::: MATERIALS PROVIDED :::

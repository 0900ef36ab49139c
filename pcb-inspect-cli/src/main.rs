use anyhow::Context;
use log::*;
use pcb_inspect::{synth, Inspector};
use pcb_inspect_cli::{
    dataset_images, load_config, load_font, render_result, write_report, ImageReport, Size,
};
use rand::SeedableRng;
use rand_pcg::Pcg64;
use std::path::PathBuf;
use structopt::StructOpt;

#[derive(Debug, StructOpt)]
#[structopt(
    name = "pcb-inspect",
    about = "Finds defects on circuit boards by comparing them with a golden image"
)]
enum Opt {
    /// Inspect every `test_*.png` of a dataset directory.
    Inspect {
        /// The known-good board.
        #[structopt(short, long, parse(from_os_str), default_value = "dataset/golden_master.png")]
        reference: PathBuf,
        /// Directory holding the test images.
        #[structopt(short, long, parse(from_os_str), default_value = "dataset")]
        dataset: PathBuf,
        /// Directory the annotated images and `report.json` are written to.
        #[structopt(short, long, parse(from_os_str), default_value = "output")]
        output: PathBuf,
        /// The file where settings are specified.
        ///
        /// This is in the format of `pcb_inspect::InspectConfig`.
        #[structopt(short, long, parse(from_os_str), default_value = "pcb-inspect.json")]
        config: PathBuf,
        /// Seed of the consensus RNG, overrides the settings file.
        #[structopt(long)]
        seed: Option<u64>,
        /// A TrueType font used to label the defects.
        #[structopt(long, parse(from_os_str))]
        font: Option<PathBuf>,
    },
    /// Write corrupted copies of a golden image.
    Generate {
        /// The known-good board.
        #[structopt(short, long, parse(from_os_str), default_value = "dataset/golden_master.png")]
        reference: PathBuf,
        /// Directory the test images are written to.
        #[structopt(short, long, parse(from_os_str), default_value = "dataset")]
        output: PathBuf,
        #[structopt(long)]
        seed: Option<u64>,
        /// Draw a synthetic board of this size (`WIDTHxHEIGHT`) to the
        /// reference path first.
        #[structopt(long)]
        synthetic: Option<Size>,
    },
}

fn main() -> anyhow::Result<()> {
    pretty_env_logger::init_timed();
    match Opt::from_args() {
        Opt::Inspect {
            reference,
            dataset,
            output,
            config,
            seed,
            font,
        } => {
            let mut config = load_config(&config);
            if seed.is_some() {
                config.seed = seed;
            }
            inspect(reference, dataset, output, config, font)
        }
        Opt::Generate {
            reference,
            output,
            seed,
            synthetic,
        } => generate(reference, output, seed, synthetic),
    }
}

fn inspect(
    reference: PathBuf,
    dataset: PathBuf,
    output: PathBuf,
    config: pcb_inspect::InspectConfig,
    font: Option<PathBuf>,
) -> anyhow::Result<()> {
    info!("initializing inspector");
    let inspector = Inspector::new(&reference, config)
        .with_context(|| format!("loading reference {}", reference.display()))?;

    let font = match font {
        Some(path) => match load_font(&path) {
            Ok(font) => Some(font),
            Err(e) => {
                warn!("drawing without labels: {:#}", e);
                None
            }
        },
        None => None,
    };

    let paths = dataset_images(&dataset)?;
    if paths.is_empty() {
        warn!("no test_*.png images in {}", dataset.display());
    }
    std::fs::create_dir_all(&output).with_context(|| format!("creating {}", output.display()))?;

    let mut reports = vec![];
    for (path, result) in inspector.inspect_batch(&paths) {
        reports.push(ImageReport::new(&path, &result));
        let result = match result {
            Ok(result) => result,
            Err(_) => continue,
        };
        let name = path.file_name().map(|name| name.to_string_lossy().into_owned()).unwrap_or_default();
        if result.passed() {
            info!("{}: no defects detected", name);
        } else {
            info!("{}: found {} defects", name, result.defects.len());
            for defect in &result.defects {
                info!(
                    " - {} at ({}, {}) conf: {:.2}",
                    defect.kind, defect.bbox.x, defect.bbox.y, defect.confidence
                );
            }
        }
        let out_path = output.join(format!("result_{}", name));
        match render_result(&result, font.as_ref()).save(&out_path) {
            Ok(()) => info!("saved result to {}", out_path.display()),
            Err(e) => error!("unable to save {}: {}", out_path.display(), e),
        }
    }

    let report_path = output.join("report.json");
    write_report(&report_path, &reports)?;
    let failed = reports.iter().filter(|r| !r.passed && r.error.is_none()).count();
    let errors = reports.iter().filter(|r| r.error.is_some()).count();
    info!(
        "{} images: {} passed, {} failed, {} not inspected; report in {}",
        reports.len(),
        reports.len() - failed - errors,
        failed,
        errors,
        report_path.display()
    );
    Ok(())
}

fn generate(
    reference: PathBuf,
    output: PathBuf,
    seed: Option<u64>,
    synthetic: Option<Size>,
) -> anyhow::Result<()> {
    let golden = match synthetic {
        Some(Size { width, height }) => {
            let board = synth::synthetic_board(width, height, seed.unwrap_or(0));
            if let Some(parent) = reference.parent() {
                std::fs::create_dir_all(parent)?;
            }
            board
                .save(&reference)
                .with_context(|| format!("writing {}", reference.display()))?;
            info!("generated {}", reference.display());
            board
        }
        None => image::open(&reference)
            .with_context(|| format!("loading reference {}", reference.display()))?
            .to_rgb8(),
    };

    let mut rng = match seed {
        Some(seed) => Pcg64::seed_from_u64(seed),
        None => Pcg64::from_entropy(),
    };
    std::fs::create_dir_all(&output).with_context(|| format!("creating {}", output.display()))?;
    for (name, image) in synth::generate_dataset(&golden, &mut rng) {
        let path = output.join(name);
        image
            .save(&path)
            .with_context(|| format!("writing {}", path.display()))?;
        info!("generated {}", path.display());
    }
    Ok(())
}
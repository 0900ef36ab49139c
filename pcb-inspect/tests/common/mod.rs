#![allow(dead_code)]

use image::{Rgb, RgbImage};
use imageproc::{drawing::draw_filled_rect_mut, rect::Rect};
use pcb_inspect::{synth, InspectConfig, ReferenceModel};
use std::sync::Arc;

pub const WIDTH: u32 = 480;
pub const HEIGHT: u32 = 360;

pub fn init_logger() {
    let _ = pretty_env_logger::try_init_timed();
}

pub fn config() -> InspectConfig {
    InspectConfig::seeded(42)
}

pub fn board() -> RgbImage {
    synth::synthetic_board(WIDTH, HEIGHT, 11)
}

/// Paints a rectangle of bare solder mask so the surroundings of a defect
/// are known exactly.
pub fn clear(image: &mut RgbImage, x: i32, y: i32, width: u32, height: u32) {
    draw_filled_rect_mut(image, Rect::at(x, y).of_size(width, height), synth::BOARD_COLOR);
}

pub fn fill(image: &mut RgbImage, x: i32, y: i32, width: u32, height: u32, color: [u8; 3]) {
    draw_filled_rect_mut(image, Rect::at(x, y).of_size(width, height), Rgb(color));
}

pub fn reference(image: &RgbImage) -> Arc<ReferenceModel> {
    Arc::new(
        ReferenceModel::from_image(image::DynamicImage::ImageRgb8(image.clone()), &config())
            .expect("reference builds"),
    )
}
//! ORB feature extraction.
//!
//! Oriented FAST corners are detected on a scale pyramid, ranked by their
//! Harris response, oriented with the intensity centroid of their patch and
//! described with 256-bit steered BRIEF descriptors. Descriptors are
//! [`BitArray`]s so they can be compared with the Hamming metric.

mod descriptors;
mod detector_response;
mod fast;
pub mod image;
mod pattern;

use crate::image::{gaussian_blur, GrayFloatImage};
use ::image::{DynamicImage, GrayImage, ImageResult};
use bitarray::BitArray;
use float_ord::FloatOrd;
use log::*;
use pcb_core::nalgebra::Point2;
use pcb_core::ImagePoint;
use std::cmp::Reverse;
use std::path::Path;

pub use descriptors::Descriptor;
pub use pattern::{brief_pattern, PATTERN_PAIRS};

/// Standard deviation of the blur applied before sampling BRIEF pairs.
const BRIEF_SIGMA: f32 = 2.0;
/// Size of the blur window applied before sampling BRIEF pairs.
const BRIEF_KERNEL_SIZE: usize = 7;

#[derive(Debug, thiserror::Error)]
pub enum Error {
    #[error("descriptor sample ({x}, {y}) is outside the {width} x {height} level")]
    SampleOutOfBounds {
        x: isize,
        y: isize,
        width: usize,
        height: usize,
    },
}

/// A point of interest in an image.
/// This pretty much follows from OpenCV conventions.
#[derive(Debug, Clone, Copy, PartialEq)]
#[cfg_attr(feature = "serde", derive(serde::Serialize, serde::Deserialize))]
pub struct KeyPoint {
    /// The horizontal and vertical coordinate in pixels of the full
    /// resolution image, +x to the right and +y towards the bottom.
    pub point: (f32, f32),
    /// The Harris response of the corner.
    pub response: f32,
    /// The diameter of the described patch, in pixel units.
    pub size: f32,
    /// The pyramid level the keypoint was detected on.
    pub octave: usize,
    /// The orientation angle in radians.
    pub angle: f32,
}

impl ImagePoint for KeyPoint {
    fn image_point(&self) -> Point2<f64> {
        Point2::new(self.point.0 as f64, self.point.1 as f64)
    }
}

/// Contains the configuration parameters of ORB.
///
/// The defaults mirror the usual ORB setup: 8 pyramid levels with a scale
/// factor of 1.2, FAST threshold 20 and a 31 pixel patch. The most important
/// parameter for callers is `max_keypoints`; [`Orb::new`] sets it and leaves
/// everything else default.
#[derive(Debug, Copy, Clone)]
#[cfg_attr(feature = "serde", derive(serde::Serialize, serde::Deserialize))]
pub struct Orb {
    /// Upper bound on the number of keypoints over all levels.
    pub max_keypoints: usize,

    /// Ratio between the sizes of two consecutive pyramid levels.
    pub scale_factor: f32,

    /// Number of pyramid levels, including the full resolution image.
    pub num_levels: usize,

    /// Intensity difference (0-255) for a circle pixel to count in the FAST test.
    pub fast_threshold: u8,

    /// Distance from the level border inside which no corners are detected.
    pub edge_threshold: usize,

    /// Diameter of the patch used for orientation.
    pub patch_size: usize,

    /// The `k` of the Harris measure.
    pub harris_k: f32,
}

impl Orb {
    /// Convenience constructor for the common case of capping the number of
    /// keypoints.
    pub fn new(max_keypoints: usize) -> Self {
        Self {
            max_keypoints,
            ..Default::default()
        }
    }
}

impl Default for Orb {
    fn default() -> Orb {
        Orb {
            max_keypoints: 500,
            scale_factor: 1.2,
            num_levels: 8,
            fast_threshold: 20,
            edge_threshold: 31,
            patch_size: 31,
            harris_k: 0.04,
        }
    }
}

impl Orb {
    /// Splits `max_keypoints` over the pyramid levels proportionally to the
    /// level area; the last level receives the remainder.
    fn level_budgets(&self) -> Vec<usize> {
        let levels = self.num_levels.max(1);
        let factor = 1.0 / self.scale_factor as f64;
        let first = self.max_keypoints as f64 * (1.0 - factor) / (1.0 - factor.powi(levels as i32));
        let mut budgets = Vec::with_capacity(levels);
        let mut assigned = 0usize;
        let mut desired = first;
        for _ in 0..levels - 1 {
            let budget = (desired.round() as usize).min(self.max_keypoints - assigned);
            budgets.push(budget);
            assigned += budget;
            desired *= factor;
        }
        budgets.push(self.max_keypoints - assigned);
        budgets
    }

    /// Detect, rank and orient the keypoints of one level, in level coordinates.
    fn find_level_keypoints(&self, level: &GrayFloatImage, octave: usize, budget: usize) -> Vec<KeyPoint> {
        let mut keypoints: Vec<KeyPoint> = self
            .detect_corners(level)
            .into_iter()
            .map(|corner| KeyPoint {
                point: (corner.x as f32, corner.y as f32),
                response: self.harris_response(level, corner.x, corner.y),
                size: self.patch_size as f32,
                octave,
                angle: 0.0,
            })
            .collect();
        // Stable, so equal responses keep raster order.
        keypoints.sort_by_key(|kp| Reverse(FloatOrd(kp.response)));
        keypoints.truncate(budget);
        for keypoint in keypoints.iter_mut() {
            let (x, y) = keypoint.point;
            keypoint.angle = self.intensity_centroid_angle(level, x as usize, y as usize);
        }
        keypoints
    }

    /// Extract features from an already converted float image.
    ///
    /// Returns the keypoints (in full resolution coordinates) and their
    /// descriptors, in parallel vectors.
    pub fn extract_from_gray_float_image(
        &self,
        image: &GrayFloatImage,
    ) -> (Vec<KeyPoint>, Vec<Descriptor>) {
        let mut all_keypoints = vec![];
        let mut all_descriptors = vec![];
        for (octave, budget) in self.level_budgets().into_iter().enumerate() {
            let scale = self.scale_factor.powi(octave as i32);
            let width = (image.width() as f32 / scale).round() as usize;
            let height = (image.height() as f32 / scale).round() as usize;
            if width <= 2 * self.edge_threshold || height <= 2 * self.edge_threshold {
                debug!("Stopping pyramid at level {} ({} x {})", octave, width, height);
                break;
            }
            let level = if octave == 0 {
                image.clone()
            } else {
                image.resize(width, height)
            };
            trace!("Finding keypoints on level {}.", octave);
            let keypoints = self.find_level_keypoints(&level, octave, budget);
            let smoothed = gaussian_blur(&level, BRIEF_SIGMA, BRIEF_KERNEL_SIZE);
            trace!("Extracting descriptors on level {}.", octave);
            let (keypoints, descriptors) = self.extract_descriptors(&smoothed, &keypoints);
            all_keypoints.extend(keypoints.into_iter().map(|mut keypoint| {
                keypoint.point = (keypoint.point.0 * scale, keypoint.point.1 * scale);
                keypoint.size *= scale;
                keypoint
            }));
            all_descriptors.extend(descriptors);
        }
        info!("Extracted {} features", all_keypoints.len());
        (all_keypoints, all_descriptors)
    }

    /// Extract features from an 8-bit grayscale image.
    pub fn extract_gray(&self, image: &GrayImage) -> (Vec<KeyPoint>, Vec<Descriptor>) {
        self.extract_from_gray_float_image(&GrayFloatImage::from_gray(image))
    }

    /// Extract features using the ORB feature extractor.
    ///
    /// # Example
    /// ```
    /// let image = image::DynamicImage::new_luma8(64, 64);
    /// let (keypoints, descriptors) = orb::Orb::default().extract(&image);
    /// assert!(keypoints.is_empty() && descriptors.is_empty());
    /// ```
    pub fn extract(&self, image: &DynamicImage) -> (Vec<KeyPoint>, Vec<BitArray<32>>) {
        self.extract_from_gray_float_image(&GrayFloatImage::from_dynamic(image))
    }

    /// Extract features from an image on disk.
    pub fn extract_path(
        &self,
        path: impl AsRef<Path>,
    ) -> ImageResult<(Vec<KeyPoint>, Vec<BitArray<32>>)> {
        Ok(self.extract(&::image::open(path)?))
    }
}
use crate::classify::DefectKind;

#[cfg(feature = "serde")]
use serde::{Deserialize, Serialize};

/// An axis aligned rectangle in pixels.
#[derive(Debug, Clone, Copy, PartialEq, Eq, Hash)]
#[cfg_attr(feature = "serde", derive(Serialize, Deserialize))]
pub struct BoundingBox {
    pub x: u32,
    pub y: u32,
    pub width: u32,
    pub height: u32,
}

impl BoundingBox {
    pub fn new(x: u32, y: u32, width: u32, height: u32) -> Self {
        Self {
            x,
            y,
            width,
            height,
        }
    }

    /// Width over height, 0 for a box without height.
    pub fn aspect_ratio(&self) -> f64 {
        if self.height == 0 {
            0.0
        } else {
            self.width as f64 / self.height as f64
        }
    }

    /// The center rounded down.
    pub fn center(&self) -> (u32, u32) {
        (self.x + self.width / 2, self.y + self.height / 2)
    }

    /// Whether the box lies entirely inside a `width` x `height` image.
    pub fn is_inside(&self, width: u32, height: u32) -> bool {
        self.x as u64 + self.width as u64 <= width as u64
            && self.y as u64 + self.height as u64 <= height as u64
    }
}

/// An external region where the aligned test image differs from the reference.
#[derive(Debug, Clone, PartialEq)]
pub struct DefectRegion {
    pub bbox: BoundingBox,
    /// Area enclosed by the outer contour.
    pub area: f64,
    /// Center of the bounding box.
    pub center: (u32, u32),
    /// Centroid of the outer contour polygon.
    pub centroid: (f64, f64),
    pub kind: DefectKind,
    pub confidence: f32,
}

impl DefectRegion {
    /// The flat record written to reports.
    pub fn record(&self) -> DefectRecord {
        DefectRecord {
            kind: self.kind,
            confidence: self.confidence,
            bbox: [self.bbox.x, self.bbox.y, self.bbox.width, self.bbox.height],
            center: [self.center.0, self.center.1],
        }
    }
}

/// Report view of a [`DefectRegion`].
#[derive(Debug, Clone, Copy, PartialEq)]
#[cfg_attr(feature = "serde", derive(Serialize, Deserialize))]
pub struct DefectRecord {
    #[cfg_attr(feature = "serde", serde(rename = "type"))]
    pub kind: DefectKind,
    pub confidence: f32,
    /// `[x, y, width, height]`
    pub bbox: [u32; 4],
    pub center: [u32; 2],
}

#[cfg(test)]
mod tests {
    use super::*;

    #[test]
    fn aspect_ratio_handles_flat_boxes() {
        assert_eq!(BoundingBox::new(0, 0, 30, 10).aspect_ratio(), 3.0);
        assert_eq!(BoundingBox::new(0, 0, 30, 0).aspect_ratio(), 0.0);
    }

    #[test]
    fn center_rounds_down() {
        assert_eq!(BoundingBox::new(10, 20, 5, 7).center(), (12, 23));
    }

    #[test]
    fn containment() {
        assert!(BoundingBox::new(90, 0, 10, 10).is_inside(100, 10));
        assert!(!BoundingBox::new(91, 0, 10, 10).is_inside(100, 10));
    }

    #[cfg(feature = "serde")]
    #[test]
    fn record_serializes_with_type_key() {
        let region = DefectRegion {
            bbox: BoundingBox::new(4, 5, 20, 10),
            area: 150.0,
            center: (14, 10),
            centroid: (13.5, 9.5),
            kind: DefectKind::MissingComponent,
            confidence: 0.88,
        };
        let json = serde_json::to_value(region.record()).unwrap();
        assert_eq!(json["type"], "Missing Component");
        assert_eq!(json["bbox"], serde_json::json!([4, 5, 20, 10]));
        assert_eq!(json["center"], serde_json::json!([14, 10]));
    }
}
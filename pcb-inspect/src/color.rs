//! Color conversions shared by the segmentation and the classifier.
//!
//! Gray and HSV values follow the 8-bit conventions of OpenCV so that the
//! thresholds in [`crate::config`] keep their usual meaning: gray is the
//! BT.601 luma rounded to the nearest integer, hue is in half degrees
//! (0-179) and saturation and value span 0-255.

use image::{GrayImage, Luma, Rgb, RgbImage};
use palette::{FromColor, Hsv, RgbHue, Srgb};

// BT.601 weights in 14 bit fixed point.
const R_WEIGHT: u32 = 4899;
const G_WEIGHT: u32 = 9617;
const B_WEIGHT: u32 = 1868;
const WEIGHT_SHIFT: u32 = 14;

/// Luma of one pixel.
#[inline]
pub fn luma([r, g, b]: [u8; 3]) -> u8 {
    let sum = r as u32 * R_WEIGHT + g as u32 * G_WEIGHT + b as u32 * B_WEIGHT;
    ((sum + (1 << (WEIGHT_SHIFT - 1))) >> WEIGHT_SHIFT) as u8
}

pub fn to_gray(image: &RgbImage) -> GrayImage {
    GrayImage::from_fn(image.width(), image.height(), |x, y| {
        Luma([luma(image.get_pixel(x, y).0)])
    })
}

/// HSV of one pixel as `[hue, saturation, value]`.
pub fn to_hsv(Rgb([r, g, b]): Rgb<u8>) -> [u8; 3] {
    let hsv: Hsv = Hsv::from_color(Srgb::new(r, g, b).into_format::<f32>());
    let saturation = (hsv.saturation * 255.0).round() as u8;
    let value = (hsv.value * 255.0).round() as u8;
    if saturation == 0 {
        return [0, 0, value];
    }
    let hue = (hsv.hue.to_positive_degrees() / 2.0).round() as u32 % 180;
    [hue as u8, saturation, value]
}

/// Inverse of [`to_hsv`], hue in half degrees.
pub fn from_hsv([hue, saturation, value]: [u8; 3]) -> Rgb<u8> {
    let hsv = Hsv::new(
        RgbHue::from_degrees(hue as f32 * 2.0),
        saturation as f32 / 255.0,
        value as f32 / 255.0,
    );
    let rgb: Srgb<u8> = Srgb::from_color(hsv).into_format();
    Rgb([rgb.red, rgb.green, rgb.blue])
}

/// Mean hue, saturation and value over all pixels of `image`.
///
/// Hue is averaged linearly, so reds on both sides of the wrap point average
/// to a mid hue.
pub fn mean_hsv(image: &RgbImage) -> [f64; 3] {
    let count = image.width() as u64 * image.height() as u64;
    if count == 0 {
        return [0.0; 3];
    }
    let mut sums = [0u64; 3];
    for &pixel in image.pixels() {
        for (sum, channel) in sums.iter_mut().zip(to_hsv(pixel)) {
            *sum += channel as u64;
        }
    }
    sums.map(|sum| sum as f64 / count as f64)
}
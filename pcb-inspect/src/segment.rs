use crate::{
    classify::DefectKind,
    color,
    region::{BoundingBox, DefectRegion},
    warp::AlignedImage,
    InspectConfig,
};
use image::{GrayImage, Luma, RgbImage};
use imageproc::{
    contours::{find_contours, BorderType, Contour},
    distance_transform::Norm,
    morphology::{dilate, open},
    point::Point,
};
use log::*;

/// Binary map of the pixels that changed, after cleanup.
///
/// The gray level of the per-channel absolute difference is thresholded,
/// pixels without coverage in `aligned` are cleared, the result is opened to
/// drop speckles and dilated once to merge nearby fragments. Set pixels are
/// 255, the rest 0.
pub fn difference_mask(reference: &RgbImage, aligned: &AlignedImage, config: &InspectConfig) -> GrayImage {
    debug_assert_eq!(reference.dimensions(), aligned.dimensions());
    let (width, height) = reference.dimensions();
    let test = aligned.image();
    let raw = GrayImage::from_fn(width, height, |x, y| {
        if !aligned.is_covered(x, y) {
            return Luma([0]);
        }
        let a = reference.get_pixel(x, y).0;
        let b = test.get_pixel(x, y).0;
        let diff = [a[0].abs_diff(b[0]), a[1].abs_diff(b[1]), a[2].abs_diff(b[2])];
        if color::luma(diff) > config.diff_threshold {
            Luma([255])
        } else {
            Luma([0])
        }
    });
    let opened = open(&raw, Norm::LInf, config.morph_radius);
    dilate(&opened, Norm::LInf, config.morph_radius)
}

/// Area and centroid of a closed polygon through the given pixel centers.
///
/// A polygon without area (a single pixel or a line) gets the mean of its
/// points as centroid.
fn polygon_moments(points: &[Point<i32>]) -> (f64, (f64, f64)) {
    let mut twice_area = 0.0;
    let mut cx = 0.0;
    let mut cy = 0.0;
    for (i, a) in points.iter().enumerate() {
        let b = points[(i + 1) % points.len()];
        let cross = (a.x * b.y - b.x * a.y) as f64;
        twice_area += cross;
        cx += (a.x + b.x) as f64 * cross;
        cy += (a.y + b.y) as f64 * cross;
    }
    if twice_area == 0.0 {
        let n = points.len() as f64;
        let mean_x = points.iter().map(|p| p.x as f64).sum::<f64>() / n;
        let mean_y = points.iter().map(|p| p.y as f64).sum::<f64>() / n;
        return (0.0, (mean_x, mean_y));
    }
    (
        twice_area.abs() / 2.0,
        (cx / (3.0 * twice_area), cy / (3.0 * twice_area)),
    )
}

fn outer_region(contour: &Contour<i32>) -> DefectRegion {
    // Contours are traced on a mask with a one pixel frame.
    let points: Vec<Point<i32>> = contour
        .points
        .iter()
        .map(|p| Point::new(p.x - 1, p.y - 1))
        .collect();
    let min_x = points.iter().map(|p| p.x).min().unwrap_or(0);
    let min_y = points.iter().map(|p| p.y).min().unwrap_or(0);
    let max_x = points.iter().map(|p| p.x).max().unwrap_or(0);
    let max_y = points.iter().map(|p| p.y).max().unwrap_or(0);
    let bbox = BoundingBox::new(
        min_x as u32,
        min_y as u32,
        (max_x - min_x + 1) as u32,
        (max_y - min_y + 1) as u32,
    );
    let (area, centroid) = polygon_moments(&points);
    DefectRegion {
        bbox,
        area,
        center: bbox.center(),
        centroid,
        kind: DefectKind::Defect,
        confidence: 0.0,
    }
}

/// External regions of a binary mask whose outer contour encloses at least
/// `min_area`.
///
/// Anything inside the hole of another region belongs to that region. The
/// area is the one of the polygon through the centers of the outer border
/// pixels, so a `n` x `n` square has `(n - 1)^2`. Regions come out ordered
/// by their bounding box, top to bottom and then left to right. They are not
/// classified yet.
pub fn regions(mask: &GrayImage, min_area: u32) -> Vec<DefectRegion> {
    let (width, height) = mask.dimensions();
    // Borders starting in the first column are only found with a frame around
    // the mask.
    let framed = GrayImage::from_fn(width + 2, height + 2, |x, y| {
        if x == 0 || y == 0 || x > width || y > height {
            Luma([0])
        } else {
            *mask.get_pixel(x - 1, y - 1)
        }
    });
    let contours = find_contours::<i32>(&framed);
    let mut external = 0;
    let mut regions: Vec<DefectRegion> = contours
        .iter()
        .filter(|contour| contour.border_type == BorderType::Outer && contour.parent.is_none())
        .inspect(|_| external += 1)
        .map(outer_region)
        .filter(|region| region.area >= min_area as f64)
        .collect();
    regions.sort_by_key(|region| (region.bbox.y, region.bbox.x));
    trace!(
        "{} contours, {} external, {} enclosing at least {}",
        contours.len(),
        external,
        regions.len(),
        min_area
    );
    regions
}

/// Finds the regions where `aligned` differs from `reference`.
pub fn segment(reference: &RgbImage, aligned: &AlignedImage, config: &InspectConfig) -> Vec<DefectRegion> {
    regions(
        &difference_mask(reference, aligned, config),
        config.min_region_area,
    )
}
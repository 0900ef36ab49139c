use crate::{color, InspectConfig, LoadError};
use image::{DynamicImage, GrayImage, RgbImage};
use log::*;
use orb::{Descriptor, KeyPoint, Orb};
use std::path::Path;

/// Keypoints of one image and their descriptors, in parallel vectors.
#[derive(Debug, Clone, Default)]
pub struct FeatureIndex {
    pub keypoints: Vec<KeyPoint>,
    pub descriptors: Vec<Descriptor>,
}

impl FeatureIndex {
    /// Runs the detector configured by `config` over a gray image.
    pub fn extract(gray: &GrayImage, config: &InspectConfig) -> Self {
        let (keypoints, descriptors) = detector(config).extract_gray(gray);
        Self {
            keypoints,
            descriptors,
        }
    }

    pub fn len(&self) -> usize {
        self.keypoints.len()
    }

    pub fn is_empty(&self) -> bool {
        self.keypoints.is_empty()
    }
}

/// The detector used for both sides of every alignment.
pub(crate) fn detector(config: &InspectConfig) -> Orb {
    Orb::new(config.max_keypoints)
}

/// The known-good board every test image is compared against.
///
/// It is built once and never changes afterwards, so one instance can be
/// shared by any number of concurrent inspections.
#[derive(Debug, Clone)]
pub struct ReferenceModel {
    image: RgbImage,
    gray: GrayImage,
    features: FeatureIndex,
}

impl ReferenceModel {
    /// Loads the golden image from disk and indexes its features.
    pub fn initialize(path: impl AsRef<Path>, config: &InspectConfig) -> Result<Self, LoadError> {
        let path = path.as_ref();
        let image = image::open(path).map_err(|source| LoadError::Decode {
            path: path.to_path_buf(),
            source,
        })?;
        info!("Loaded reference {}", path.display());
        Self::from_image(image, config)
    }

    pub fn from_image(image: DynamicImage, config: &InspectConfig) -> Result<Self, LoadError> {
        let image = image.to_rgb8();
        if image.width() == 0 || image.height() == 0 {
            return Err(LoadError::Empty);
        }
        let gray = color::to_gray(&image);
        let features = FeatureIndex::extract(&gray, config);
        info!(
            "Reference is {} x {} with {} keypoints",
            image.width(),
            image.height(),
            features.len()
        );
        Ok(Self {
            image,
            gray,
            features,
        })
    }

    pub fn image(&self) -> &RgbImage {
        &self.image
    }

    pub fn gray(&self) -> &GrayImage {
        &self.gray
    }

    pub fn features(&self) -> &FeatureIndex {
        &self.features
    }

    /// Width and height in pixels.
    pub fn dimensions(&self) -> (u32, u32) {
        self.image.dimensions()
    }
}

#[cfg(test)]
mod tests {
    use super::*;
    use crate::synth;

    #[test]
    fn empty_image_is_rejected() {
        let result = ReferenceModel::from_image(DynamicImage::new_rgb8(0, 0), &InspectConfig::default());
        assert!(matches!(result, Err(LoadError::Empty)));
    }

    #[test]
    fn missing_file_reports_path() {
        let err = ReferenceModel::initialize("does/not/exist.png", &InspectConfig::default()).unwrap_err();
        match err {
            LoadError::Decode { path, .. } => assert_eq!(path, Path::new("does/not/exist.png")),
            other => panic!("unexpected error {:?}", other),
        }
    }

    #[test]
    fn board_has_features() {
        let board = synth::synthetic_board(320, 240, 1);
        let reference =
            ReferenceModel::from_image(DynamicImage::ImageRgb8(board), &InspectConfig::default()).unwrap();
        assert_eq!(reference.dimensions(), (320, 240));
        assert_eq!(reference.gray().dimensions(), (320, 240));
        assert!(reference.features().len() > 50);
        assert_eq!(
            reference.features().keypoints.len(),
            reference.features().descriptors.len()
        );
    }
}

:::

TASK TO CARRY OUT:
If a line in the records above includes the string "paths", copy it.

THE COMPLETED TASK:
    let paths = dataset_images(&dataset)?;
    if paths.is_empty() {
    for (path, result) in inspector.inspect_batch(&paths) {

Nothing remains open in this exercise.